Interpretive Summary: Identifying and understanding the mechanisms to alter the experession of targeted genes in crop species is critical to develop new traits to meet the demand for more efficient production of nutritious food. In this work, the technology of RNA silencing via an introduced transgene that is made from an inverted repeat sequence of a target soybean gene separated by an intron as a spacer (hairpin structure) was studied. To better understand the mechanism of down-regulation of target genes with closely related sequences, a series of experiments were performed for the soybean low linolenic acid seed oil trait that is known to be controlled by three closely related genes. The results demonstrated different levels of gene down-regulation based on the relatedness of the target genes to the introduced transgene, the methylation status of the transgene, and the sequence preference of small interfering RNAs produced. The impact of this research is a more thorough understanding of the process of RNA silencing in a crop plant that can be applied to future research with different crop traits.
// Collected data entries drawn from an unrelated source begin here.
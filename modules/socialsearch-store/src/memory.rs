use std::collections::HashSet;

use async_trait::async_trait;
use tokio::sync::RwLock;

use socialsearch_common::{
    normalize_query, FavoriteRecord, Network, RankingPayload, SearchRecord,
};

use crate::error::{Result, StoreError};
use crate::ranking::build_ranking;
use crate::traits::SearchStore;

/// Process-local store. Used when no database is configured, and in tests.
pub struct MemoryStore {
    searches: RwLock<Vec<SearchRecord>>,
    favorites: RwLock<HashSet<(String, Network)>>,
    ranking_limit: usize,
    fail_writes: bool,
}

impl MemoryStore {
    pub fn new(ranking_limit: usize) -> Self {
        Self {
            searches: RwLock::new(Vec::new()),
            favorites: RwLock::new(HashSet::new()),
            ranking_limit,
            fail_writes: false,
        }
    }

    /// A store whose writes always fail. Reads still succeed.
    pub fn failing_writes(ranking_limit: usize) -> Self {
        Self {
            fail_writes: true,
            ..Self::new(ranking_limit)
        }
    }

    pub async fn searches(&self) -> Vec<SearchRecord> {
        self.searches.read().await.clone()
    }

    pub async fn favorites(&self) -> Vec<FavoriteRecord> {
        let mut out: Vec<FavoriteRecord> = self
            .favorites
            .read()
            .await
            .iter()
            .map(|(q, n)| FavoriteRecord::new(q.clone(), *n))
            .collect();
        out.sort_by(|a, b| a.query.cmp(&b.query).then(a.social.cmp(&b.social)));
        out
    }

    fn check_writable(&self) -> Result<()> {
        if self.fail_writes {
            return Err(StoreError::Unavailable("writes disabled".to_string()));
        }
        Ok(())
    }
}

impl Default for MemoryStore {
    fn default() -> Self {
        Self::new(socialsearch_common::config::DEFAULT_RANKING_LIMIT)
    }
}

#[async_trait]
impl SearchStore for MemoryStore {
    async fn record_search(&self, record: &SearchRecord) -> Result<()> {
        self.check_writable()?;
        self.searches.write().await.push(record.clone());
        Ok(())
    }

    async fn record_favorite(&self, record: &FavoriteRecord) -> Result<()> {
        self.check_writable()?;
        self.favorites
            .write()
            .await
            .insert((normalize_query(&record.query), record.social));
        Ok(())
    }

    async fn fetch_ranking(&self) -> Result<RankingPayload> {
        let searches = self.searches.read().await;
        Ok(build_ranking(&searches, self.ranking_limit))
    }
}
Technical Abstract: Since the discovery of RNA silencing in the nineties, the implication and potential application of this new technology have been recognized. In the past decades, RNA silencing has gained significant attention because its success in genomic scale research and also in the genetic improvement of crop plants. To improve hpRNA-mediated gene silencing in soybean, the GmFAD3 gene family was chosen as a test model. In this study, all three family members of GmFAD3 were silenced and the silencing phenotype was stably inherited. Silencing levels of FAD3A, FAD3B and FAD3C correlate to the degrees of sequence homology between the inverted repeats (IR) of hpRNA and GmFAD3 transcripts in the RNAi lines. Strikingly, transgenes in two of the three RNAi lines were heavily methylated, leading to a dramatic reduction of hpRNA-derived siRNAs. Small RNAs corresponding to the loop portion of the hairpin transcript were detected, implicating possible transitive self-silencing of the hairpin transgene. In contrast, much less RNAs were found outside of the target region, suggesting that transitivity along endogenous transcripts is prohibited by some inherent protective feature. Small RNAs encoding part of the transgene promoter as well as the bar gene coding sequences were also detected by deep sequencing. siRNAs generated from the 318-bp IR were further characterized and found to be associated with the inferred cleavage sites on the target transcripts, manifesting “hot spots”.